Dr Rachel Kansiime, a clinical psychologist, pioneer psycho-oncologist in Uganda and founding president of the Association of Psycho-Oncologists of Uganda, who organised this training, said cancer affects far more than the physical body because patients frequently struggle with depression, anxiety, trauma and overwhelming emotional distress after diagnosis.
“Cancer as a disease not only affects the physical being of patients. Cancer has a mental health aspect,” Kansiime said, explaining that patients and caregivers often experience fear, uncertainty, grief and emotional exhaustion throughout the course of treatment and recovery.
She explained that caregivers usually go through the same emotional cycle as patients because they witness pain, difficult procedures, side effects, uncertainty and death, often leaving them emotionally drained and psychologically overwhelmed while trying to support loved ones undergoing cancer treatment.
“When somebody is taking care of a patient with cancer, they go through the same cycle as the patient does,” Kansiime said.
Push for support
Kansiime said psycho-oncology focuses on addressing the emotional, psychological, social and mental health needs of cancer patients and caregivers, including spouses, siblings, relatives, volunteers and neighbours who become part of the long and emotionally demanding treatment process experienced by many families.
She warned that healthcare workers involved in cancer care are increasingly becoming “silent patients” because of the emotional toll associated with constant exposure to suffering, severe illness and death, conditions that contribute to anxiety, burnout, depression and post-traumatic stress among medical teams.
“We are not only looking at the patients. The caregivers are also affected. You cannot be attending to patients, and every other day you are having people pass on and remain the same,” Kansiime said.
Kansiime said the training forms part of wider efforts to integrate mental health and psychosocial support into Uganda’s cancer care system through partnerships, advocacy and specialised training programmes aimed at strengthening emotional support services within oncology units and regional cancer treatment centres.
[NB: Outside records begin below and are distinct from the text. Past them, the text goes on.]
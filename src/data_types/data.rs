use serde_json::{Map, Value};

/// One fetched data element, keyed by `namespace:field`.
pub type Record = Map<String, Value>;

/// Visual status flags a data layer tracks per element.
#[derive(Clone, Copy, Debug, PartialEq, Eq, Hash)]
pub enum ElementStatus {
    Highlighted,
    Selected,
    Faded,
    Hidden,
}

impl ElementStatus {
    pub const ALL: [ElementStatus; 4] = [
        ElementStatus::Highlighted,
        ElementStatus::Selected,
        ElementStatus::Faded,
        ElementStatus::Hidden,
    ];

    /// Adjective form, used for CSS classes and event payloads.
    pub fn adjective(self) -> &'static str {
        match self {
            ElementStatus::Highlighted => "highlighted",
            ElementStatus::Selected => "selected",
            ElementStatus::Faded => "faded",
            ElementStatus::Hidden => "hidden",
        }
    }

    /// Maps the verb used in layouts (`highlight`, `select`, ...) to a status.
    pub fn from_verb(verb: &str) -> Option<Self> {
        match verb {
            "highlight" => Some(ElementStatus::Highlighted),
            "select" => Some(ElementStatus::Selected),
            "fade" => Some(ElementStatus::Faded),
            "hide" => Some(ElementStatus::Hidden),
            _ => None,
        }
    }
}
She revealed that the newly formed Association of Psycho-Oncologists of Uganda, expected to officially launch in July, plans to advocate for mental health support to become a formal part of cancer treatment and policy discussions across healthcare institutions in the country.
Kansiime noted that the current training mainly involved health workers from Mulago National Referral Hospital and the Uganda Cancer Institute, Uganda’s main specialised cancer treatment facilities, although there are already plans to expand similar training programmes to regional cancer centres, including Mbarara and Gulu.
She explained that one of the strengths of interpersonal group therapy is that it can also be delivered by trained community volunteers, survivors, caregivers and non-specialists, making it easier to expand mental health support services even in settings with limited numbers of trained psychologists.
Kansiime appealed to government, development partners, civil society organisations and well-wishers to support efforts aimed at integrating psychosocial care into cancer treatment programmes, saying emotional support can significantly improve treatment outcomes, recovery and quality of life for patients and caregivers alike.